Authored By: Nithishwaran P S
Brunel University London
- Case citation and basic information
- Full Case Name: Getty Images (US) Inc and others v Stability AI Ltd.[1]
- Citation (neutral): EWHC 2863 (Ch).[2]
- Court: High Court of Justice, Business and Property Courts of England and Wales, Intellectual Property List (Chancery Division).[3]
- Date of Decision: 4 November 2025.[4]
- Bench Composition: Joanna Smith J (single judge).[5]
- 2. Introduction
This case concerns whether UK copyright and trade mark law apply to generative AI models trained on large datasets of images without permission, specifically the Stable Diffusion image generator developed by Stability AI.[6] Getty Images, a major stock image provider, alleged that Stability had used millions of its photographs and related content to train Stable Diffusion and that the resulting model and outputs infringed copyright, database rights and registered trademarks.[7] The decision is significant as the first detailed judicial analysis of whether AI model weights constitute “infringing copies” under the Copyright, Designs and Patents Act 1988 (CDPA).[8] While Getty achieved limited success on trademark claims concerning watermark reproduction, its core copyright arguments failed, providing important clarity for AI developers while leaving key questions about training data legality unresolved.[9]
- Facts of the case
Getty operates a global stock photography and licensing business, maintaining extensive libraries of images and videos and licensing them to media, advertisers and other professional users.[10] Many of these works are protected by copyright and associated database rights, and the “Getty Images” word and device marks are protected by registered trademarks in the UK and other jurisdictions.[11] Stability AI Ltd is the UK company associated with Stable Diffusion, a text‑to‑image generative AI model which produces images in response to text prompts by users.[12]
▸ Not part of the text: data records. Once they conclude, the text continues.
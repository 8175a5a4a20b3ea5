//! Matching and ranking engine
//!
//! Turns a raw query plus pre-extracted candidate notes into a ranked,
//! truncated suggestion list: tokenize, match each token against the facets
//! in precedence order, drop items any token missed, then sort by the
//! configured priority rules.

pub mod aggregate;
pub mod engine;
pub mod fuzzy;
pub mod highlight;
pub mod item;
pub mod matchers;
pub mod parser;
pub mod prepared;
pub mod ranking;


pub use aggregate::{stamp_match_results, Stamped};
pub use engine::SearchEngine;
pub use fuzzy::FuzzyMatcher;
pub use item::{
    CandidateItem, ExactKind, FacetKind, MatchKind, MatchResult, MatchScore, SearchOutcome,
    Suggestion,
};
pub use parser::{normalize, tokenize, ParsedQuery, QueryParser, Token};
pub use prepared::{NormalizedFacets, PreparedCatalog};
pub use ranking::{rank, PriorityRule, RecencyIndex};
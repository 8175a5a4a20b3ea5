//! Fuzzy Matching Engine using nucleo-matcher
//!
//! Implements fuzzy string matching with the Smith-Waterman algorithm
//! via the nucleo-matcher crate (used in Helix editor), plus literal
//! substring classification for exact hits.
//!
//! Both inputs are expected to be normalized already (see
//! [`super::parser::normalize`]); nucleo's own folding is switched off so the
//! diacritic setting is the only thing that decides whether "é" equals "e".

use nucleo_matcher::{Config, Matcher, Utf32Str};
use unicode_segmentation::UnicodeSegmentation;

use super::item::ExactKind;

/// Fuzzy matcher holding nucleo's scratch memory between calls
pub struct FuzzyMatcher {
    matcher: Matcher,
    haystack_buf: Vec<char>,
    needle_buf: Vec<char>,
    /// Self-alignment score of the most recent needle
    reference: Option<(String, u16)>,
}

impl Default for FuzzyMatcher {
    fn default() -> Self {
        Self::new()
    }
}

impl FuzzyMatcher {
    pub fn new() -> Self {
        let mut config = Config::DEFAULT;
        config.ignore_case = false;
        config.normalize = false;

        Self {
            matcher: Matcher::new(config),
            haystack_buf: Vec::new(),
            needle_buf: Vec::new(),
            reference: None,
        }
    }

    /// Raw nucleo alignment score, `None` when `needle` is not a subsequence
    fn raw_score(&mut self, haystack: &str, needle: &str) -> Option<u16> {
        self.matcher.fuzzy_match(
            utf32(haystack, &mut self.haystack_buf),
            utf32(needle, &mut self.needle_buf),
        )
    }

    /// Best attainable score for `needle`: the needle aligned against itself
    fn reference_score(&mut self, needle: &str) -> Option<u16> {
        if let Some((cached, score)) = &self.reference {
            if cached == needle {
                return Some(*score);
            }
        }
        let score = self.raw_score(needle, needle)?;
        self.reference = Some((needle.to_string(), score));
        Some(score)
    }

    /// Similarity of `needle` within `haystack`, normalized to `0.0..=1.0`.
    ///
    /// Returns `None` if the needle's characters do not all appear in order.
    /// For a fixed needle the result is monotonic in nucleo's alignment score,
    /// which rewards prefix and word-boundary alignment and penalizes gaps.
    pub fn score(&mut self, haystack: &str, needle: &str) -> Option<f32> {
        if needle.is_empty() || haystack.is_empty() {
            return None;
        }

        let raw = self.raw_score(haystack, needle)?;
        let reference = self.reference_score(needle)?;
        if reference == 0 {
            return Some(0.0);
        }

        Some((f32::from(raw) / f32::from(reference)).clamp(0.0, 1.0))
    }
}

/// One code point per `char`. `Utf32Str::new` keeps only the first char of
/// each grapheme cluster, which would drop combining marks the normalizer kept.
fn utf32<'b>(text: &'b str, buf: &'b mut Vec<char>) -> Utf32Str<'b> {
    if text.is_ascii() {
        return Utf32Str::Ascii(text.as_bytes());
    }
    buf.clear();
    buf.extend(text.chars());
    Utf32Str::Unicode(buf)
}

/// Classify a literal hit of `needle` inside `haystack`.
///
/// `words` are the haystack's words; when empty, Unicode word boundaries of
/// the haystack are used instead. Returns `None` when `needle` is not a
/// contiguous substring.
pub fn classify_exact(haystack: &str, needle: &str, words: &[String]) -> Option<ExactKind> {
    if needle.is_empty() || !haystack.contains(needle) {
        return None;
    }

    let is_word = if words.is_empty() {
        haystack.unicode_words().any(|w| w == needle)
    } else {
        words.iter().any(|w| w == needle)
    };
    if is_word || haystack == needle {
        return Some(ExactKind::Word);
    }

    if haystack.starts_with(needle) {
        return Some(ExactKind::Prefix);
    }

    Some(ExactKind::Substring)
}
//! Match aggregation: one verdict per (item, token), then the AND filter

use super::fuzzy::FuzzyMatcher;
use super::item::{CandidateItem, MatchResult};
use super::matchers::{default_matchers, FacetMatcher, MatchContext};
use super::parser::Token;
use super::prepared::NormalizedFacets;
use crate::config::SearchConfig;

/// An item paired with the verdicts for the current query
#[derive(Debug, Clone, PartialEq)]
pub struct Stamped<'a> {
    pub item: &'a CandidateItem,
    /// One entry per query token, in token order
    pub match_results: Vec<MatchResult>,
}

impl Stamped<'_> {
    /// Every token found a facet. Vacuously true for an empty query.
    pub fn is_eligible(&self) -> bool {
        self.match_results.iter().all(MatchResult::is_found)
    }
}

/// Runs the facet matchers in precedence order for each token
pub struct Aggregator {
    matchers: Vec<Box<dyn FacetMatcher>>,
}

impl Default for Aggregator {
    fn default() -> Self {
        Self::new()
    }
}

impl Aggregator {
    pub fn new() -> Self {
        Self {
            matchers: default_matchers(),
        }
    }

    /// Verdict for one token: the first facet that matches, else `NotFound`
    pub fn match_token(
        &self,
        item: &CandidateItem,
        facets: &NormalizedFacets,
        token: &Token,
        ctx: &mut MatchContext<'_>,
    ) -> MatchResult {
        self.matchers
            .iter()
            .find_map(|matcher| matcher.try_match(item, facets, token, ctx))
            .unwrap_or_else(MatchResult::not_found)
    }

    /// Populate the verdicts of `item` for `tokens`. Pure: the same inputs
    /// always produce the same verdicts.
    ///
    /// `facets` must be `item` normalized with the context's diacritic setting.
    pub fn stamp<'a>(
        &self,
        item: &'a CandidateItem,
        facets: &NormalizedFacets,
        tokens: &[Token],
        ctx: &mut MatchContext<'_>,
    ) -> Stamped<'a> {
        let match_results = tokens
            .iter()
            .map(|token| self.match_token(item, facets, token, ctx))
            .collect();

        Stamped {
            item,
            match_results,
        }
    }
}

/// Convenience form of [`Aggregator::stamp`] that normalizes `item` itself
/// and uses a throwaway fuzzy matcher
pub fn stamp_match_results<'a>(
    item: &'a CandidateItem,
    tokens: &[Token],
    config: &SearchConfig,
) -> Stamped<'a> {
    let facets = NormalizedFacets::new(item, config.normalize_diacritics);
    let mut fuzzy = FuzzyMatcher::new();
    let mut ctx = MatchContext::new(config, &mut fuzzy);
    Aggregator::new().stamp(item, &facets, tokens, &mut ctx)
}

/// Keep items every token matched, preserving input order
pub fn retain_eligible(stamped: Vec<Stamped<'_>>) -> Vec<Stamped<'_>> {
    stamped.into_iter().filter(Stamped::is_eligible).collect()
}
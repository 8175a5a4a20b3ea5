//! Query Parser & Normalizer
//!
//! Splits a raw query into whitespace-delimited tokens and produces the
//! normalized form every facet comparison runs on.

use unicode_normalization::char::is_combining_mark;
use unicode_normalization::UnicodeNormalization;

/// One whitespace-delimited unit of the query
#[derive(Debug, Clone, PartialEq, Eq)]
pub struct Token {
    /// Text as typed, kept for display and highlighting
    pub original: String,
    /// Lower-cased (and optionally diacritic-folded) comparison form
    pub normalized: String,
}

impl Token {
    pub fn new(original: &str, fold_diacritics: bool) -> Self {
        Self {
            original: original.to_string(),
            normalized: normalize(original, fold_diacritics),
        }
    }
}

/// Parsed query ready for matching
#[derive(Debug, Clone, PartialEq, Eq)]
pub struct ParsedQuery {
    /// Original unmodified query
    pub original: String,
    pub tokens: Vec<Token>,
}

impl ParsedQuery {
    /// True when nothing but whitespace was typed
    pub fn is_empty(&self) -> bool {
        self.tokens.is_empty()
    }
}

/// Query parser
pub struct QueryParser;

impl QueryParser {
    pub fn parse(query: &str, fold_diacritics: bool) -> ParsedQuery {
        let tokens = tokenize(query)
            .into_iter()
            .map(|t| Token::new(t, fold_diacritics))
            .filter(|t| !t.normalized.is_empty())
            .collect();

        ParsedQuery {
            original: query.to_string(),
            tokens,
        }
    }
}

/// Split on runs of Unicode whitespace (ideographic space included),
/// dropping empty fragments and keeping order
pub fn tokenize(query: &str) -> Vec<&str> {
    query
        .split(char::is_whitespace)
        .filter(|fragment| !fragment.is_empty())
        .collect()
}

/// Lower-case `text` and, when `fold_diacritics` is set, strip combining
/// marks so accented and unaccented spellings compare equal.
///
/// Output is NFC so precomposed and decomposed input agree either way.
pub fn normalize(text: &str, fold_diacritics: bool) -> String {
    if text.is_ascii() {
        return text.to_ascii_lowercase();
    }

    let lowered = text.chars().flat_map(char::to_lowercase);
    if fold_diacritics {
        lowered
            .nfd()
            .filter(|c| !is_combining_mark(*c))
            .nfc()
            .collect()
    } else {
        lowered.nfc().collect()
    }
}
//! vault-switcher CLI (Rust)
//!
//! Drives the switcher engine from the command line:
//! - `search` ranks a catalog for one query
//! - `interactive` reads queries from stdin as keystrokes, with debouncing
//! - `config` prints the effective or default settings

mod cli;
mod output;

use anyhow::Result;
use clap::Parser;
use cli::{Cli, Commands, ConfigArgs, SearchArgs, SessionArgs};
use std::sync::Arc;
use tokio::io::{AsyncBufReadExt, BufReader};
use tracing::{info, warn};
use tracing_subscriber::EnvFilter;

use vault_switcher::catalog::{load_items, load_recency};
use vault_switcher::config::{config_path, load_config, SearchConfig};
use vault_switcher::search::{CandidateItem, RecencyIndex};
use vault_switcher::{AppError, SearchEngine, SearchSession};

#[tokio::main]
async fn main() -> Result<()> {
    let cli = Cli::parse();

    // Initialize logging based on verbosity flags
    let log_level = if cli.quiet {
        "error"
    } else if cli.verbose {
        "debug"
    } else {
        "info"
    };

    tracing_subscriber::fmt()
        .with_env_filter(
            EnvFilter::try_from_default_env().unwrap_or_else(|_| EnvFilter::new(log_level)),
        )
        .with_writer(std::io::stderr) // Log to stderr to keep stdout clean
        .init();

    let result = match cli.command {
        Commands::Search(args) => execute_search(args),
        Commands::Interactive(args) => execute_interactive(args).await,
        Commands::Config(args) => execute_config(args),
    };

    match result {
        Ok(output) => {
            if !output.is_empty() {
                println!("{}", output);
            }
            Ok(())
        }
        Err(e) => {
            eprintln!("Error: {}", e);
            std::process::exit(e.exit_code());
        }
    }
}

fn resolve_config(path: Option<&std::path::Path>) -> Result<SearchConfig, AppError> {
    let path = match path {
        Some(p) => p.to_path_buf(),
        None => config_path()?,
    };
    load_config(&path).map_err(|e| {
        warn!(path = %path.display(), "configuration rejected: {:#}", e);
        AppError::InvalidConfig(format!("{:#}", e))
    })
}

/// Settings, catalog and recency snapshot for one session
fn load_inputs(
    args: &SessionArgs,
) -> Result<(SearchConfig, Vec<CandidateItem>, RecencyIndex), AppError> {
    let mut config = resolve_config(args.config.as_deref())?;
    if let Some(limit) = args.limit {
        if limit == 0 {
            return Err(AppError::InvalidInput("--limit must be at least 1".to_string()));
        }
        config.max_results = limit;
    }

    let items = load_items(&args.items)
        .map_err(|e| AppError::CatalogLoadFailed(format!("{:#}", e)))?;
    let recency = match &args.recent {
        Some(path) => {
            load_recency(path).map_err(|e| AppError::CatalogLoadFailed(format!("{:#}", e)))?
        }
        None => RecencyIndex::default(),
    };

    Ok((config, items, recency))
}

fn execute_search(args: SearchArgs) -> Result<String, AppError> {
    let (config, items, recency) = load_inputs(&args.session)?;
    let engine = SearchEngine::new(config)?;

    let query = args.query();
    let outcome = engine.search(&query, &items, &recency);

    if args.session.json {
        return Ok(serde_json::to_string_pretty(&outcome)?);
    }
    let tokens = engine.parse(&query).tokens;
    Ok(output::format_outcome(
        &outcome,
        &tokens,
        engine.config().normalize_diacritics,
    ))
}

async fn execute_interactive(args: SessionArgs) -> Result<String, AppError> {
    let (config, items, recency) = load_inputs(&args)?;
    let session = Arc::new(SearchSession::new(config, items, recency)?);
    info!(items = session.item_count(), "reading queries from stdin");

    let mut lines = BufReader::new(tokio::io::stdin()).lines();
    let mut pending = Vec::new();

    while let Some(line) = lines.next_line().await? {
        let session = Arc::clone(&session);
        let json = args.json;
        pending.push(tokio::spawn(async move {
            let tokens = session.engine().parse(&line).tokens;
            let fold = session.engine().config().normalize_diacritics;
            match session.submit(line).await {
                Ok(Some(outcome)) if json => match serde_json::to_string(&outcome) {
                    Ok(text) => println!("{}", text),
                    Err(e) => eprintln!("Error: {}", e),
                },
                Ok(Some(outcome)) => println!("{}", output::format_outcome(&outcome, &tokens, fold)),
                Ok(None) => {}
                Err(e) => eprintln!("Error: {}", e),
            }
        }));
    }

    for task in pending {
        task.await
            .map_err(|e| AppError::Internal(format!("query task failed: {}", e)))?;
    }
    Ok(String::new())
}

fn execute_config(args: ConfigArgs) -> Result<String, AppError> {
    let config = if args.print_default {
        SearchConfig::default()
    } else {
        resolve_config(args.config.as_deref())?
    };
    Ok(serde_json::to_string_pretty(&config)?)
}
//! Facet values normalized once per catalog
//!
//! Items do not change while a session is open, so their names, aliases,
//! tags, headers and links are normalized up front instead of once per
//! token on every keystroke.

use rayon::prelude::*;

use super::engine::PARALLEL_THRESHOLD;
use super::item::CandidateItem;
use super::parser::normalize;

/// Normalized facet values of one item, index-aligned with the raw values
#[derive(Debug, Clone, PartialEq)]
pub struct NormalizedFacets {
    pub name: String,
    /// Normalized `name_tokens`; empty means Unicode word boundaries apply
    pub name_words: Vec<String>,
    pub aliases: Vec<String>,
    pub tags: Vec<String>,
    pub headers: Vec<String>,
    pub links: Vec<String>,
}

impl NormalizedFacets {
    pub fn new(item: &CandidateItem, fold_diacritics: bool) -> Self {
        let all = |values: &[String]| -> Vec<String> {
            values.iter().map(|v| normalize(v, fold_diacritics)).collect()
        };

        Self {
            name: normalize(&item.name, fold_diacritics),
            name_words: all(&item.name_tokens),
            aliases: all(&item.aliases),
            tags: all(&item.tags),
            headers: all(&item.headers),
            links: all(&item.links),
        }
    }
}

/// Normalize every item, in input order
pub(crate) fn normalize_all(items: &[CandidateItem], fold_diacritics: bool) -> Vec<NormalizedFacets> {
    if items.len() < PARALLEL_THRESHOLD {
        items
            .iter()
            .map(|item| NormalizedFacets::new(item, fold_diacritics))
            .collect()
    } else {
        items
            .par_iter()
            .map(|item| NormalizedFacets::new(item, fold_diacritics))
            .collect()
    }
}

/// Items of one session together with their normalized facets
#[derive(Debug, Clone)]
pub struct PreparedCatalog {
    items: Vec<CandidateItem>,
    facets: Vec<NormalizedFacets>,
    fold_diacritics: bool,
}

impl PreparedCatalog {
    pub fn new(items: Vec<CandidateItem>, fold_diacritics: bool) -> Self {
        let facets = normalize_all(&items, fold_diacritics);
        Self {
            items,
            facets,
            fold_diacritics,
        }
    }

    pub fn items(&self) -> &[CandidateItem] {
        &self.items
    }

    pub(crate) fn facets(&self) -> &[NormalizedFacets] {
        &self.facets
    }

    /// Diacritic setting the facets were normalized with
    pub fn fold_diacritics(&self) -> bool {
        self.fold_diacritics
    }

    pub fn len(&self) -> usize {
        self.items.len()
    }

    pub fn is_empty(&self) -> bool {
        self.items.is_empty()
    }
}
Getty alleged that Stability, directly or via collaborators, had used a very large corpus of online images that included millions of Getty works, as part of a dataset (often described in the commentary as LAION‑5B) to train Stable Diffusion.[13] Training involved repeated processing of images and their captions to adjust the model’s “weights” – numerical parameters representing learned correlations.[14] Getty argued that this process necessarily copied its images and that the trained model weights embodied copies or substantial parts of those works.[15]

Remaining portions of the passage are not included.